Is there a hypothesised purpose? Do discharges from plants that evolved in biomes with frequent lightning strikes differ from those that evolved without them?

calibas 18 hours ago

I notice the article, the paper, and the "plain language" summary of the paper don't mention the common term for this phenomenon, St Elmo's fire.

antimora 17 hours ago

> “This just goes to show that there’s still discovery science being done,” said McFarland, lead author on the paper. “For more than half a century, scientists have theorized that corona exists, but this proves it.”

"proves it" ?? What kind of science is that?

dlcarrier 15 hours ago

The lines about oxidizers cleaning the air reminds me of the aspects of late 1800's and early 1900's product marketing oversimplifying hygiene. Bleach everything, whether it needs it or not; anything that indiscriminately kills all bacteria can only make the world a better place!

GolfPopper 17 hours ago

Reading the article about the unknowns here, how the electrical field interacts with the trees, and what role the produced hydroxyl plays in the atmosphere, makes me think about how daunting the idea of building a sustainable, human-friendly ecosystem off-Earth is.

imzadi 18 hours ago

I've seen these images before, or some very similar images. So this is based on old photos or it has indeed been done before.

  • dylan604 16 hours ago

    A lot of the PopSci sites rotate articles so that one will publish something followed by another some time later.

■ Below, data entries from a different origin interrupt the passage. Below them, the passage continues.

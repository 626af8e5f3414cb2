/// Scanner module: walks a snapshot root and turns every file into a
/// [`FileRecord`](crate::model::FileRecord).
///
/// Hashing and stat calls are blocking and strictly sequential; rows come
/// out in walk order.
pub mod hasher;
pub mod progress;
pub mod walker;

pub use hasher::{HashAlgorithm, CHUNK_SIZE};
pub use progress::{PassKind, ScanProgress};
pub use walker::{FileWalker, WalkAborted, WalkSummary};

    Also: "made their way down the nation’s eastern coast in June 2024", so it's possible the PopSci articles were based on early releases about this study and this is the actual study being finalized and released officially????

  • colanderman 6 hours ago

    The images in the article are not from the paper. The paper contains no images of corona.

867-5309 16 hours ago

> They chose the Sunshine State because of its propensity to produce frequent thunderstorms

made me giggle

subw00f 12 hours ago

Reminds me of Hyperion Tesla trees.

wildylion 18 hours ago

Storm troopers, but not the kind you'd expect.

brador 17 hours ago

Will head hair on humans do this too?

  • dylan604 16 hours ago

    Wouldn't we smell it if it did?

  • dlcarrier 15 hours ago

    It's not very conductive, so it won't have any appreciable discharge, but the hairs will repel each other, which is easy to see. Search for "Van de Graaff generator" and "hair", to see lots of pictures.